Lines that include "PartialEq" make up the answer; copy all of them from the data below.

-------- DATA FOR ANALYSIS

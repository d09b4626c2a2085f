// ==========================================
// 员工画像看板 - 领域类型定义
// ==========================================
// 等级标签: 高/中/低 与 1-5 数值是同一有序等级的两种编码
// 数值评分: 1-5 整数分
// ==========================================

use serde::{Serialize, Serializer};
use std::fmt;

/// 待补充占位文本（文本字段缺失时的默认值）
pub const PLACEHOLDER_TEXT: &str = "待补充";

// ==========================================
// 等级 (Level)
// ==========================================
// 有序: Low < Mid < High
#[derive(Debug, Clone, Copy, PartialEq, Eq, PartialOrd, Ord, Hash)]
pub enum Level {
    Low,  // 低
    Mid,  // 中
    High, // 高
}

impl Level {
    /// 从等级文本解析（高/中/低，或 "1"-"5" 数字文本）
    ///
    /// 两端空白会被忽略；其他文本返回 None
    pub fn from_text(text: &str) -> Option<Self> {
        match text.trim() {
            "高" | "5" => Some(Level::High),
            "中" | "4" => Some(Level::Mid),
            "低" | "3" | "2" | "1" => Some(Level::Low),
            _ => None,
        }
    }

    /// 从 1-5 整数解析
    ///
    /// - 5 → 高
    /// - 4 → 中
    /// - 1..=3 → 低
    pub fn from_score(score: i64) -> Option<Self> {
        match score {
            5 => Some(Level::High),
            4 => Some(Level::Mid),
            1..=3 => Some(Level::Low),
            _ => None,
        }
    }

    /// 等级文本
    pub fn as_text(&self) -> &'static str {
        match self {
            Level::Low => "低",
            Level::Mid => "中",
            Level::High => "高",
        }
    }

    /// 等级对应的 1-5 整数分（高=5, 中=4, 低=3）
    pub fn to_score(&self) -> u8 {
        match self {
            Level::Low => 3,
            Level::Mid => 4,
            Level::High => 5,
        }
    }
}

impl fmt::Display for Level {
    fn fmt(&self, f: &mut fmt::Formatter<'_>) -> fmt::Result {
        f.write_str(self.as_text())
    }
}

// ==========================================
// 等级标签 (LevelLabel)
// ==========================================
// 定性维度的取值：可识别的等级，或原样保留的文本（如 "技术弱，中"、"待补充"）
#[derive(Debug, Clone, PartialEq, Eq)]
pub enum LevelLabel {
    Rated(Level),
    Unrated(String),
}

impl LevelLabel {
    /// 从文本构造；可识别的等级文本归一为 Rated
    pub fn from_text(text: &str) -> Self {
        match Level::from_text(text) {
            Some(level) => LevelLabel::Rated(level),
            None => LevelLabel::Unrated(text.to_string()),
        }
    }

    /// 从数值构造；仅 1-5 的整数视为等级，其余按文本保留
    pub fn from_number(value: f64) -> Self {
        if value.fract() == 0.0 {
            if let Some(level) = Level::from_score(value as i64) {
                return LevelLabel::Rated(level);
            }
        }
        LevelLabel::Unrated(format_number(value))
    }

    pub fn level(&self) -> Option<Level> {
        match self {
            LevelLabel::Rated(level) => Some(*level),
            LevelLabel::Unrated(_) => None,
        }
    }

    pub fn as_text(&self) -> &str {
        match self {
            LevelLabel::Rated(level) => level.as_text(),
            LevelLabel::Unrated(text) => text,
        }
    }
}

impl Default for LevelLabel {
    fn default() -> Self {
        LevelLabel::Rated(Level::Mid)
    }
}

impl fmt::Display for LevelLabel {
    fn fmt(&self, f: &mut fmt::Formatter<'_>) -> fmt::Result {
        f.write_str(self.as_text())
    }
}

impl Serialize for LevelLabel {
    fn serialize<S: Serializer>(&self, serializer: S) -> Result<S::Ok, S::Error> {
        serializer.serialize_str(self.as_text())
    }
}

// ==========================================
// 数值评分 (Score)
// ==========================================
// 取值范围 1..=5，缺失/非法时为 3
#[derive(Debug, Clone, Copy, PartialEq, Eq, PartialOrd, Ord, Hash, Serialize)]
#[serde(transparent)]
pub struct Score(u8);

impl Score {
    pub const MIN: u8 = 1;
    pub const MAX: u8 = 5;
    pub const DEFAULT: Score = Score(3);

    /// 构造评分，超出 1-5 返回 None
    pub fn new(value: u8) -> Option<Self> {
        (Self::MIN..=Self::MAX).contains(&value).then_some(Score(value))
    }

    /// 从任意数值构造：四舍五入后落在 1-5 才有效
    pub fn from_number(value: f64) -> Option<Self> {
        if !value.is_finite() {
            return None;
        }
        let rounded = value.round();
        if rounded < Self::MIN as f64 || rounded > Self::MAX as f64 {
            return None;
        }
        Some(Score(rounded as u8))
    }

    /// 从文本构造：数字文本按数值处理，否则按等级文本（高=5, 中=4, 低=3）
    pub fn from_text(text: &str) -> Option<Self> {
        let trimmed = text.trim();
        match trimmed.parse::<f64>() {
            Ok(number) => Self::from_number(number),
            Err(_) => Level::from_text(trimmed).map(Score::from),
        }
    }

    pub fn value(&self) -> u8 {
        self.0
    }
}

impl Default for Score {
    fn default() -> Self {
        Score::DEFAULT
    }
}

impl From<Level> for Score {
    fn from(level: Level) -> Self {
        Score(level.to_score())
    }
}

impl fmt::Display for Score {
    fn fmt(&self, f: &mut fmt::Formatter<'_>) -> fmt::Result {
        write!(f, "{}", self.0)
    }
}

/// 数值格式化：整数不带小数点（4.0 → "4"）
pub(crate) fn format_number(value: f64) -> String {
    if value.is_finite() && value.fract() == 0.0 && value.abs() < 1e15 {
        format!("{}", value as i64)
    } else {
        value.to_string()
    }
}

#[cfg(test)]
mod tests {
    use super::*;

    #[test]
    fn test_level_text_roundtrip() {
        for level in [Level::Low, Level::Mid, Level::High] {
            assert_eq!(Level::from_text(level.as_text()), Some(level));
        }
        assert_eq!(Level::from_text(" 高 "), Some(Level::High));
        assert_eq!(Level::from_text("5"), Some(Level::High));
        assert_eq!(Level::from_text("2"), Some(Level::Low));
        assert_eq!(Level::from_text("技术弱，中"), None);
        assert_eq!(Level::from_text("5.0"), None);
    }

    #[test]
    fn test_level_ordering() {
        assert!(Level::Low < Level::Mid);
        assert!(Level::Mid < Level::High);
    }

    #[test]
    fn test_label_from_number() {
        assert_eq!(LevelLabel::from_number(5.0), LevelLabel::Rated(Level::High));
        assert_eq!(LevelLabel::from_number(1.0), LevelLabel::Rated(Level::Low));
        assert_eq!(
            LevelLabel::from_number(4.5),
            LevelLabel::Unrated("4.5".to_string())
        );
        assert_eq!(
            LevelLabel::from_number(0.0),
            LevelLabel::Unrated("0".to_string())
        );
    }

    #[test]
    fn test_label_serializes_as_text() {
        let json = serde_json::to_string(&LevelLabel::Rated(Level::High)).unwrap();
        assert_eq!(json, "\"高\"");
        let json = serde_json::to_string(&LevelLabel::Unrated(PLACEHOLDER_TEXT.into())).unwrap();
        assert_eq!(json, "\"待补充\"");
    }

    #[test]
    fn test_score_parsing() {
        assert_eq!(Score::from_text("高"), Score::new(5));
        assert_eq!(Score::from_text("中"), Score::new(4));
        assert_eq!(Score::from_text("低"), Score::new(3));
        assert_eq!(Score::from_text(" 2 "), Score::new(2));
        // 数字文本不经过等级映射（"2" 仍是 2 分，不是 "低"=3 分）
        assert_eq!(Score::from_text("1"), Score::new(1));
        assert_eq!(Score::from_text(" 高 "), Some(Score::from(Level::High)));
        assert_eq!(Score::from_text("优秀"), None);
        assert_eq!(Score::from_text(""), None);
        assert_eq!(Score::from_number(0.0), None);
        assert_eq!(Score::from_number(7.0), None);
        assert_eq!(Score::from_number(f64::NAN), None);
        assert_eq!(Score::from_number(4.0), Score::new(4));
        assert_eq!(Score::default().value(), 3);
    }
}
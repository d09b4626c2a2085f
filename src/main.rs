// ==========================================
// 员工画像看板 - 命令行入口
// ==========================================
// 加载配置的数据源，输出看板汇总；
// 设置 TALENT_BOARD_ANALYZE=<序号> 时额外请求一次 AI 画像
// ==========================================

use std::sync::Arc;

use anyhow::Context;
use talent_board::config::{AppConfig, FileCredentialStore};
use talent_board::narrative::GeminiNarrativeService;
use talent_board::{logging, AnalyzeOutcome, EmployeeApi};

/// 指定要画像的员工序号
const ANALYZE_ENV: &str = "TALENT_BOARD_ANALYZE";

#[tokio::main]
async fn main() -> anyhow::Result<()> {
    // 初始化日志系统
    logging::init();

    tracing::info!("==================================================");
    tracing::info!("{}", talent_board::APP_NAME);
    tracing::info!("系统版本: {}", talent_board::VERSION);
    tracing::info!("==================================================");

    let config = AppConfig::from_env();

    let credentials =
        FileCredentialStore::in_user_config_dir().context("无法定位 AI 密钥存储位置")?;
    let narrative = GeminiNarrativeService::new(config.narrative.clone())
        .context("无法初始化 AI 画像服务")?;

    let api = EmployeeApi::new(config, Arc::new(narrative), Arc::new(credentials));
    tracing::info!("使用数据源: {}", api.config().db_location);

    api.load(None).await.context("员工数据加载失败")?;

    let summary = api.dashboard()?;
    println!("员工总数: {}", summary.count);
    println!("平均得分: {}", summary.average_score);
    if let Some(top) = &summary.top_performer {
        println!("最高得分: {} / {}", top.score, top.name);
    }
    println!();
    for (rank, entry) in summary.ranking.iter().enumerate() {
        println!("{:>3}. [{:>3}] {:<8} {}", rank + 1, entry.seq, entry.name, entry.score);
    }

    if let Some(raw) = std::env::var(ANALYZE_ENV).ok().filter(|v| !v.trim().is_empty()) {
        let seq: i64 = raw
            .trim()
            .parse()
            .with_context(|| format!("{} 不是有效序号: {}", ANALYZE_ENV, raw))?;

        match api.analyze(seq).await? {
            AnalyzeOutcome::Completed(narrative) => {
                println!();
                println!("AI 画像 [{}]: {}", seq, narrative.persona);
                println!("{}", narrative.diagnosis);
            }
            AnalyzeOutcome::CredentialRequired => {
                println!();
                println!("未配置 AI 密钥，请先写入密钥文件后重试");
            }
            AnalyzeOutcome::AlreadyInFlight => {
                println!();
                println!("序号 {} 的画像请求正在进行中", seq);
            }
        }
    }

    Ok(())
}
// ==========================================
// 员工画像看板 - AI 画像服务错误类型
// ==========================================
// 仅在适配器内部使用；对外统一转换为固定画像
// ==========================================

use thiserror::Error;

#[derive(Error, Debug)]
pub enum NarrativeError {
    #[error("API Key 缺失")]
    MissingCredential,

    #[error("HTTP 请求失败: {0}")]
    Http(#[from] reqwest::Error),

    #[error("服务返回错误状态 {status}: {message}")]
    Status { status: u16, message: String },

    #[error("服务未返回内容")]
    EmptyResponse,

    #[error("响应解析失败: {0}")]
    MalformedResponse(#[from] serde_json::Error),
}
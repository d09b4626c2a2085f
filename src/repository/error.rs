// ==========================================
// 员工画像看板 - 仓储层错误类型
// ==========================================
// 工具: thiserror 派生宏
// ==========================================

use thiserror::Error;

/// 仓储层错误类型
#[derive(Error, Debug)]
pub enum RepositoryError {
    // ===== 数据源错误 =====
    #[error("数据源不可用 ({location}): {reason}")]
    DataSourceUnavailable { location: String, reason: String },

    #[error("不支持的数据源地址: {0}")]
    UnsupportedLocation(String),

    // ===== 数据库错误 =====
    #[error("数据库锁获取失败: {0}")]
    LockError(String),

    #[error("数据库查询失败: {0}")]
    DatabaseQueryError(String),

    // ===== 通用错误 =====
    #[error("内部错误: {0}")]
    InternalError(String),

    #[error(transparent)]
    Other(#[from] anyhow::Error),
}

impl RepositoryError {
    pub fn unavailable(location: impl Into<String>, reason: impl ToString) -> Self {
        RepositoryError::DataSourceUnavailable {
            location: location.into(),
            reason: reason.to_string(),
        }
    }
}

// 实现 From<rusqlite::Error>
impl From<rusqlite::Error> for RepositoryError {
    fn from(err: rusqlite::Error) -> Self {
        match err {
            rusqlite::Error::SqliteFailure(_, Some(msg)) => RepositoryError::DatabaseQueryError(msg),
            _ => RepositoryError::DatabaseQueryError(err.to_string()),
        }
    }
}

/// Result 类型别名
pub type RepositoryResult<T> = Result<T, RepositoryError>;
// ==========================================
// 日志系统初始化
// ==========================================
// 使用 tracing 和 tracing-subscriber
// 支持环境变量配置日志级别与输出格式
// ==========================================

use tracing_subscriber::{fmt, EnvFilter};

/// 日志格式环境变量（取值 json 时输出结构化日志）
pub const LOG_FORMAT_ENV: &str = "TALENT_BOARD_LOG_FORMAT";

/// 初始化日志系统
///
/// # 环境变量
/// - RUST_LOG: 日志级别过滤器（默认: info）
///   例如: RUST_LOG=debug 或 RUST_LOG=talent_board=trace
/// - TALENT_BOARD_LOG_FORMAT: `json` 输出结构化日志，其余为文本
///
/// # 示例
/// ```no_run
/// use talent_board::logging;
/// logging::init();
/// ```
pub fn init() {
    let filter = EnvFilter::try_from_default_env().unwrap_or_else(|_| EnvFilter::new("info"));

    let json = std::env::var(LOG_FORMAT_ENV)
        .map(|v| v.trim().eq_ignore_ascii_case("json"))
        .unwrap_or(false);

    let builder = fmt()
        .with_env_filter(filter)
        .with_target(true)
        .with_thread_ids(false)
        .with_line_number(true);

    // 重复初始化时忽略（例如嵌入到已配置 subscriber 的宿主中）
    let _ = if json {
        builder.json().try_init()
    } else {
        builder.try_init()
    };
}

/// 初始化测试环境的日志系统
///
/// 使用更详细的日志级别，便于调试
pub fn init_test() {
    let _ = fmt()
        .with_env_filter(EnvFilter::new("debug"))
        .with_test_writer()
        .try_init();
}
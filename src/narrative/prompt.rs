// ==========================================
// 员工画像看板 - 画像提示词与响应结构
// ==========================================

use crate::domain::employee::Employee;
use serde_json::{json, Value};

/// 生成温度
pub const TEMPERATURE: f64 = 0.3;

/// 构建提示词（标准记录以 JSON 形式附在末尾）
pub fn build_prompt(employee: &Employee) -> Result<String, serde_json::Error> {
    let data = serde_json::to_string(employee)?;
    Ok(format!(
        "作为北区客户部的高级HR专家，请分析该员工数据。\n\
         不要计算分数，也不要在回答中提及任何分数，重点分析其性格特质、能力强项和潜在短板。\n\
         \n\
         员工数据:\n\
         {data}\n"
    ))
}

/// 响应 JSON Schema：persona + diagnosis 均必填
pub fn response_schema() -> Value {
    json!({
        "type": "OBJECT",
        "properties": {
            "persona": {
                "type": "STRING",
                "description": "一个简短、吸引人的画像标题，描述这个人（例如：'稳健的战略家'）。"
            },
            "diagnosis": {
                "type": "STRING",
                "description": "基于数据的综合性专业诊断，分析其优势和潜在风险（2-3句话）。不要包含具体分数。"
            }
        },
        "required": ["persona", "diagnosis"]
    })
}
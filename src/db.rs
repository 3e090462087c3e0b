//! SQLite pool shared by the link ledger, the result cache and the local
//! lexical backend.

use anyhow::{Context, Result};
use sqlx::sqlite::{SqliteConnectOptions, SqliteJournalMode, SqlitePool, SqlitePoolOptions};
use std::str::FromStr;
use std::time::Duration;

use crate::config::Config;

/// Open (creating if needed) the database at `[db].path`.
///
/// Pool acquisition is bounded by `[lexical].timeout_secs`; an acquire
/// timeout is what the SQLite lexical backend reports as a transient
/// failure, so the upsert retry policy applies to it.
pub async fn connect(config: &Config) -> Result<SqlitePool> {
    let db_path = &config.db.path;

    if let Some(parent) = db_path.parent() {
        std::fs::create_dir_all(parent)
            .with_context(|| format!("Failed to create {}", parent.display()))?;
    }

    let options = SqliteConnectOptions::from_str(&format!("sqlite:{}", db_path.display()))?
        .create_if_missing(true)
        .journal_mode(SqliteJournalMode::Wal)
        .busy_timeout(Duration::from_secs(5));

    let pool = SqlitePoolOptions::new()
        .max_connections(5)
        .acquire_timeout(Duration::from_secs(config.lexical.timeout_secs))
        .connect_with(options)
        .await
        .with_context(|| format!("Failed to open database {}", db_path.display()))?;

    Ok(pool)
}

----------------

_WRITTEN SOLUTION_
#[derive(Debug, Clone, Copy, PartialEq, Eq, PartialOrd, Ord, Hash)]
#[derive(Debug, Clone, PartialEq, Eq)]
#[derive(Debug, Clone, Copy, PartialEq, Eq, PartialOrd, Ord, Hash, Serialize)]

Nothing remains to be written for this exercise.